After talking with many runners that are better than me (including my coach – I am putting her on hold until next year, though) 12 weeks can get me across the finish line. I know the purists will balk at the idea of not training to run my fastest marathon ever, but I honestly just don’t have that in me right now. I hate the heat and I need to take care of my mom. I also need to study for the GRE and do numerous other things. But, I understand that running New York is a once in a lifetime event. I might not run it fast, but I will be running through one of my favorite cities and plan on giving it the respect it deserves. If I start slacking I’ll pull out (small voice….that’s what he said).
So, the plan is this:
Run when I want to. At least 3-4 times a week. I have set long runs and speed workouts to hit each week. The other 2-3 days a week hit the pool, bike, weights, core, whatever as long as my little ass is sweating. I call it my no plan training plan. It has an 18, 20, and 22 miler so I feel ok with it. There is only a 2 week taper, but there is lots of rest during that time.
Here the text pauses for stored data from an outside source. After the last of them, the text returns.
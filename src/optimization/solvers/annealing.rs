use std::cell::{Cell, RefCell};
use std::rc::Rc;

use argmin::core::{CostFunction, Error, Executor, State, TerminationReason, TerminationStatus};
use argmin::solver::simulatedannealing::{Anneal, SATempFunc, SimulatedAnnealing};
use rand::{Rng, SeedableRng};
use rand_xoshiro::Xoshiro256PlusPlus;

use super::traits::{OptimizationCallback, Problem, Solver, SolverResult};

/// Fraction of a parameter's bound range used as the maximum annealing move.
const MOVE_FRACTION: f64 = 0.1;

/// Simulated annealing backed by `argmin`, with moves clamped to the
/// feasible box. This is the default back-end for the low-dimensional
/// coupler search.
pub struct AnnealingOptimizer {
    max_iter: u64,
    precision: f64,
    init_temp: f64,
    seed: Option<u64>,
}

impl AnnealingOptimizer {
    pub fn new(max_iter: u64, precision: f64) -> Self {
        Self {
            max_iter,
            precision,
            init_temp: 15.0,
            seed: None,
        }
    }

    /// Configure the initial temperature (default: 15.0).
    pub fn with_initial_temperature(mut self, init_temp: f64) -> Self {
        self.init_temp = init_temp;
        self
    }

    /// Fix the RNG seed so a run becomes reproducible.
    pub fn with_seed(mut self, seed: u64) -> Self {
        self.seed = Some(seed);
        self
    }
}

/// Bridges a [`Problem`] into argmin's `CostFunction` + `Anneal` pair.
struct AnnealAdapter<'a> {
    problem: &'a dyn Problem,
    callback: RefCell<&'a mut dyn OptimizationCallback>,
    evals: Rc<Cell<usize>>,
    rng: RefCell<Xoshiro256PlusPlus>,
}

impl CostFunction for AnnealAdapter<'_> {
    type Param = Vec<f64>;
    type Output = f64;

    fn cost(&self, param: &Self::Param) -> Result<Self::Output, Error> {
        let mut candidate = param.clone();
        self.problem
            .apply_constraints(&mut candidate)
            .map_err(Error::msg)?;
        let cost = self.problem.cost(&candidate).map_err(Error::msg)?;

        self.evals.set(self.evals.get() + 1);
        self.callback
            .borrow_mut()
            .on_iteration(self.evals.get() as u64, &candidate, cost)
            .map_err(Error::msg)?;
        Ok(cost)
    }
}

impl Anneal for AnnealAdapter<'_> {
    type Param = Vec<f64>;
    type Output = Vec<f64>;
    type Float = f64;

    /// Perturbs randomly chosen coordinates, more of them while the schedule
    /// is hot, each move bounded by [`MOVE_FRACTION`] of the coordinate's
    /// range and clamped into the box.
    fn anneal(&self, param: &Self::Param, temp: f64) -> Result<Self::Output, Error> {
        let bounds = self.problem.bounds();
        let mut next = param.clone();
        let mut rng = self.rng.borrow_mut();
        let moves = temp.floor() as u64 + 1;
        for _ in 0..moves {
            let idx = rng.gen_range(0..next.len());
            let (min, max) = bounds[idx];
            let step = (max - min) * MOVE_FRACTION;
            let delta = rng.gen_range(-step..=step);
            next[idx] = (next[idx] + delta).clamp(min, max);
        }
        Ok(next)
    }
}

impl Solver for AnnealingOptimizer {
    fn name(&self) -> &str {
        "SA"
    }

    fn solve(
        &mut self,
        problem: &dyn Problem,
        callback: &mut dyn OptimizationCallback,
    ) -> Result<SolverResult, String> {
        let mut init = problem.initial_params().to_vec();
        problem.apply_constraints(&mut init)?;
        let fallback = init.clone();

        // Two independent streams: one drives the neighbor moves, one the
        // acceptance decisions inside argmin.
        let (move_seed, accept_seed) = match self.seed {
            Some(seed) => (seed, seed.wrapping_add(1)),
            None => (rand::random(), rand::random()),
        };

        let evals = Rc::new(Cell::new(0usize));
        let adapter = AnnealAdapter {
            problem,
            callback: RefCell::new(callback),
            evals: Rc::clone(&evals),
            rng: RefCell::new(Xoshiro256PlusPlus::seed_from_u64(move_seed)),
        };

        let solver =
            SimulatedAnnealing::new_with_rng(self.init_temp, Xoshiro256PlusPlus::seed_from_u64(accept_seed))
                .map_err(|e| e.to_string())?
                .with_temp_func(SATempFunc::Boltzmann);

        let res = Executor::new(adapter, solver)
            .configure(|state| {
                state
                    .param(init)
                    .max_iters(self.max_iter)
                    .target_cost(self.precision)
            })
            .run()
            .map_err(|e| e.to_string())?;

        let state = res.state();
        let mut params = state.get_best_param().cloned().unwrap_or(fallback);
        problem.apply_constraints(&mut params)?;

        let (success, message) = match state.get_termination_status() {
            TerminationStatus::Terminated(TerminationReason::TargetCostReached) => {
                (true, "Converged".to_string())
            }
            TerminationStatus::Terminated(TerminationReason::MaxItersReached) => {
                (false, "Max iterations reached".to_string())
            }
            TerminationStatus::Terminated(reason) => (false, format!("{reason:?}")),
            TerminationStatus::NotTerminated => (false, "Not terminated".to_string()),
        };

        Ok(SolverResult {
            success,
            cost: state.get_best_cost(),
            iterations: state.get_iter(),
            message,
            params,
            cost_evals: evals.get(),
        })
    }
}
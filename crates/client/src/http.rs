//! Shared HTTP plumbing.

use std::time::Duration;

use harada_protocol::ErrorBody;

use crate::error::ClientError;

pub(crate) const TIMEOUT: Duration = Duration::from_secs(60);

pub(crate) fn build_http() -> Result<reqwest::blocking::Client, ClientError> {
    reqwest::blocking::Client::builder()
        .user_agent(format!("harada/{}", env!("CARGO_PKG_VERSION")))
        .timeout(TIMEOUT)
        .build()
        .map_err(|e| ClientError::Network(e.to_string()))
}

/// Pass 2xx responses through; turn anything else into `ClientError::Http`.
pub(crate) fn check_status(
    response: reqwest::blocking::Response,
) -> Result<reqwest::blocking::Response, ClientError> {
    let status = response.status();
    if status.is_success() {
        return Ok(response);
    }

    let text = response.text().unwrap_or_default();
    let message = error_message(&text);
    log::debug!("Service returned HTTP {}: {}", status.as_u16(), message);
    Err(ClientError::Http {
        status: status.as_u16(),
        message,
    })
}

/// Best-effort error text: `{"error": "..."}`, `{"error": {"message": "..."}}`, or raw body.
fn error_message(text: &str) -> String {
    if let Ok(body) = serde_json::from_str::<ErrorBody>(text) {
        return body.error;
    }
    if let Ok(value) = serde_json::from_str::<serde_json::Value>(text) {
        if let Some(msg) = value["error"]["message"].as_str() {
            return msg.to_string();
        }
    }
    text.trim().to_string()
}

#[cfg(test)]
mod tests {
    use super::*;

    #[test]
    fn test_error_message_shapes() {
        assert_eq!(error_message(r#"{"error":"Failed to generate"}"#), "Failed to generate");
        assert_eq!(
            error_message(r#"{"error":{"message":"Invalid key","type":"auth"}}"#),
            "Invalid key"
        );
        assert_eq!(error_message(" upstream down \n"), "upstream down");
    }
}
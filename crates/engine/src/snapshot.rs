//! Export snapshot: the full catalog plus current values.

use std::collections::BTreeMap;

use harada_core::{catalog, CellDefinition};

use crate::board::Board;
use crate::store::BoardStore;

/// Everything a document renderer needs to draw the board.
#[derive(Debug, Clone, PartialEq)]
pub struct ExportSnapshot {
    pub cells: Vec<CellDefinition>,
    pub values: BTreeMap<String, String>,
}

impl ExportSnapshot {
    /// Number of cells with non-blank text.
    pub fn filled_count(&self) -> usize {
        self.values.values().filter(|v| !v.trim().is_empty()).count()
    }
}

impl<S: BoardStore> Board<S> {
    pub fn snapshot(&self) -> ExportSnapshot {
        ExportSnapshot {
            cells: catalog::cells().to_vec(),
            values: self.values().clone(),
        }
    }
}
I’ll likely go into the race a bit under trained but if I get a 20 and 22 miler under my belt those last 4.2 miles should be gravy. It might be a horrible disaster, but I would hate having 12 weeks and not trying to pull myself together. Judge away.
Update on Mom: She’s been moved to a rehab facility and “hopes” to go home in the next week or 2. She is finally able to walk and feed herself. She still has a REALLY long recovery ahead of her and still needs surgery. We’re looking at her being out of commission for about 3-4 months.
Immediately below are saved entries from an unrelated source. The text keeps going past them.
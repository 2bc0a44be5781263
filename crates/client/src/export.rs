// Board export
//
// Sends the full board to the hosted renderer and returns the document
// bytes with the filename the service suggested.

use std::path::Path;

use regex::Regex;

use harada_engine::snapshot::ExportSnapshot;
use harada_protocol::{ExportRequest, DEFAULT_EXPORT_FILENAME, GENERATE_PDF_PATH};

use crate::error::ClientError;
use crate::http::{build_http, check_status};

/// A rendered board document.
#[derive(Debug, Clone, PartialEq)]
pub struct ExportedDocument {
    pub bytes: Vec<u8>,
    pub filename: String,
    pub content_type: Option<String>,
}

/// Client for the hosted `/api/generate-pdf` endpoint.
pub struct ExportClient {
    http: reqwest::blocking::Client,
    base_url: String,
    default_filename: String,
}

impl ExportClient {
    pub fn new(base_url: &str) -> Result<Self, ClientError> {
        Ok(Self {
            http: build_http()?,
            base_url: base_url.trim_end_matches('/').to_string(),
            default_filename: DEFAULT_EXPORT_FILENAME.to_string(),
        })
    }

    /// Filename used when the response does not suggest one.
    pub fn with_default_filename(mut self, name: &str) -> Self {
        if !name.trim().is_empty() {
            self.default_filename = name.trim().to_string();
        }
        self
    }

    /// The exact JSON body `export` would send.
    pub fn request_body(snapshot: &ExportSnapshot) -> ExportRequest {
        ExportRequest::new(&snapshot.cells, &snapshot.values)
    }

    pub fn export(&self, snapshot: &ExportSnapshot) -> Result<ExportedDocument, ClientError> {
        let url = format!("{}{}", self.base_url, GENERATE_PDF_PATH);
        let body = Self::request_body(snapshot);

        log::debug!(
            "POST {} ({} cells, {} filled)",
            url,
            body.cells.len(),
            snapshot.filled_count()
        );
        let response = check_status(self.http.post(&url).json(&body).send()?)?;

        let headers = response.headers();
        let filename = filename_from_disposition(
            headers
                .get(reqwest::header::CONTENT_DISPOSITION)
                .and_then(|v| v.to_str().ok()),
            &self.default_filename,
        );
        let content_type = headers
            .get(reqwest::header::CONTENT_TYPE)
            .and_then(|v| v.to_str().ok())
            .map(str::to_string);

        let bytes = response.bytes()?.to_vec();
        if bytes.is_empty() {
            return Err(ClientError::InvalidResponse("empty document".to_string()));
        }
        log::info!("Exported {} ({} bytes)", filename, bytes.len());

        Ok(ExportedDocument {
            bytes,
            filename,
            content_type,
        })
    }
}

/// Filename from a `Content-Disposition` header, or `fallback`.
///
/// Only the final path component is kept.
pub fn filename_from_disposition(header: Option<&str>, fallback: &str) -> String {
    let re = Regex::new(r#"filename="?([^";]+)"?"#).ok();
    header
        .zip(re.as_ref())
        .and_then(|(h, re)| re.captures(h))
        .and_then(|caps| caps.get(1))
        .and_then(|m| Path::new(m.as_str().trim()).file_name().map(|n| n.to_string_lossy().to_string()))
        .filter(|name| !name.is_empty())
        .unwrap_or_else(|| fallback.to_string())
}
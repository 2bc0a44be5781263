// First-run questions for `harada onboard`.

use std::io::{self, BufRead, Write};

pub const QUESTIONS: [&str; 2] = [
    "Are you already familiar with the Harada Method?",
    "Do you know what large goal you want to achieve?",
];

#[derive(Debug, Clone, Copy, PartialEq, Eq)]
pub enum Answer {
    Yes,
    No,
}

fn parse_answer(line: &str) -> Option<Answer> {
    match line.trim().to_ascii_lowercase().as_str() {
        "y" | "yes" => Some(Answer::Yes),
        "n" | "no" => Some(Answer::No),
        _ => None,
    }
}

/// Ask every question in order, repeating a question until it gets a
/// yes or no. Returns `None` if input ends before the last answer.
pub fn ask_questions<R: BufRead, W: Write>(input: &mut R, out: &mut W) -> io::Result<Option<Vec<Answer>>> {
    let mut answers = Vec::with_capacity(QUESTIONS.len());
    let mut line = String::new();

    for (i, question) in QUESTIONS.iter().enumerate() {
        loop {
            write!(out, "[{}/{}] {} [y/n] ", i + 1, QUESTIONS.len(), question)?;
            out.flush()?;
            line.clear();
            if input.read_line(&mut line)? == 0 {
                writeln!(out)?;
                return Ok(None);
            }
            match parse_answer(&line) {
                Some(answer) => {
                    answers.push(answer);
                    break;
                }
                None => writeln!(out, "Please answer yes or no.")?,
            }
        }
    }
    Ok(Some(answers))
}

/// Follow-up tips for the given answers.
pub fn tips(answers: &[Answer]) -> Vec<&'static str> {
    let mut tips = Vec::new();
    if answers.first() == Some(&Answer::No) {
        tips.push(
            "The board breaks one large goal (the centre block) into eight goal \
attributes, each surrounded by the concrete requirements that build it.",
        );
    }
    if answers.get(1) == Some(&Answer::No) {
        tips.push("Not sure of your goal yet? Try: harada assist goal \"help me phrase a goal\"");
    }
    tips.push("Run `harada show` to see your board.");
    tips
}

#[cfg(test)]
mod tests {
    use super::*;

    #[test]
    fn test_all_answered() {
        let mut input = "yes\nN\n".as_bytes();
        let mut out = Vec::new();
        let answers = ask_questions(&mut input, &mut out).unwrap();
        assert_eq!(answers, Some(vec![Answer::Yes, Answer::No]));
        let text = String::from_utf8(out).unwrap();
        assert!(text.contains(QUESTIONS[0]));
        assert!(text.contains(QUESTIONS[1]));
    }

    #[test]
    fn test_reasks_on_bad_answer() {
        let mut input = "maybe\ny\ny\n".as_bytes();
        let mut out = Vec::new();
        let answers = ask_questions(&mut input, &mut out).unwrap();
        assert_eq!(answers, Some(vec![Answer::Yes, Answer::Yes]));
        assert!(String::from_utf8(out).unwrap().contains("Please answer yes or no."));
    }

    #[test]
    fn test_input_ends_early() {
        let mut input = "y\n".as_bytes();
        let mut out = Vec::new();
        assert_eq!(ask_questions(&mut input, &mut out).unwrap(), None);
    }

    #[test]
    fn test_tips_follow_answers() {
        assert_eq!(tips(&[Answer::Yes, Answer::Yes]).len(), 1);
        assert_eq!(tips(&[Answer::No, Answer::No]).len(), 3);
    }
}
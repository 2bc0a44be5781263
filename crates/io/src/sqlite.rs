// SQLite key/value store
//
// One table, one row per record. Kept in `<store dir>/board.db`.

use std::path::Path;

use rusqlite::{params, Connection, OptionalExtension};

use harada_engine::store::{BoardStore, StoreError};

/// Database file name inside the store directory.
pub const DB_FILE: &str = "board.db";

const SCHEMA: &str = r#"
CREATE TABLE IF NOT EXISTS records (
    key TEXT PRIMARY KEY NOT NULL,
    value TEXT NOT NULL
);
"#;

pub struct SqliteStore {
    conn: Connection,
}

fn map_sql(e: rusqlite::Error) -> StoreError {
    match e.sqlite_error_code() {
        Some(rusqlite::ErrorCode::DiskFull) => StoreError::QuotaExceeded(e.to_string()),
        Some(rusqlite::ErrorCode::DatabaseBusy)
        | Some(rusqlite::ErrorCode::DatabaseLocked)
        | Some(rusqlite::ErrorCode::CannotOpen)
        | Some(rusqlite::ErrorCode::ReadOnly) => StoreError::Unavailable(e.to_string()),
        Some(rusqlite::ErrorCode::DatabaseCorrupt) | Some(rusqlite::ErrorCode::NotADatabase) => {
            StoreError::Corrupt(e.to_string())
        }
        _ => StoreError::Io(e.to_string()),
    }
}

impl SqliteStore {
    /// Open (or create) the database at `path`.
    pub fn open(path: &Path) -> Result<Self, StoreError> {
        if let Some(parent) = path.parent() {
            std::fs::create_dir_all(parent)
                .map_err(|e| StoreError::Unavailable(format!("{}: {}", parent.display(), e)))?;
        }
        let conn = Connection::open(path).map_err(map_sql)?;
        conn.execute_batch(SCHEMA).map_err(map_sql)?;
        Ok(Self { conn })
    }

    /// Open `board.db` inside a store directory.
    pub fn open_in(dir: &Path) -> Result<Self, StoreError> {
        Self::open(&dir.join(DB_FILE))
    }

    /// In-memory database, for tests.
    pub fn open_in_memory() -> Result<Self, StoreError> {
        let conn = Connection::open_in_memory().map_err(map_sql)?;
        conn.execute_batch(SCHEMA).map_err(map_sql)?;
        Ok(Self { conn })
    }
}

impl BoardStore for SqliteStore {
    fn get(&self, key: &str) -> Result<Option<String>, StoreError> {
        self.conn
            .query_row("SELECT value FROM records WHERE key = ?1", params![key], |row| row.get(0))
            .optional()
            .map_err(map_sql)
    }

    fn set(&mut self, key: &str, value: &str) -> Result<(), StoreError> {
        self.conn
            .execute(
                "INSERT INTO records (key, value) VALUES (?1, ?2)
                 ON CONFLICT(key) DO UPDATE SET value = excluded.value",
                params![key, value],
            )
            .map_err(map_sql)?;
        Ok(())
    }

    fn remove(&mut self, key: &str) -> Result<(), StoreError> {
        self.conn
            .execute("DELETE FROM records WHERE key = ?1", params![key])
            .map_err(map_sql)?;
        Ok(())
    }
}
Financially, we’re trying to figure things out. Her “fiance” still has not offered to help and she’s constantly asking how he is doing. The asshole brought his cell phone bill to the hospital for her to pay as well as the $300 cable bill. He’s the only one that watches cable. We’re working so hard to get rid of him, but I don’t think he’s going to go without a fight.
It sucks to know that the mom that made me the awesome independent chick that I am is willing to let some loser use her.
On to funner stuff.
Today’s Run: 3 miles | 31 minutes
This run was hard, but I haven’t run in a couple of weeks and was honestly just happy to get out the door. Hopefully it gets better. If not, I’ll re-evaluate things. For now, I’ll just keep chugging along.
How’s your fall marathon training going? Am I the only runner that feels “meh” about training right now?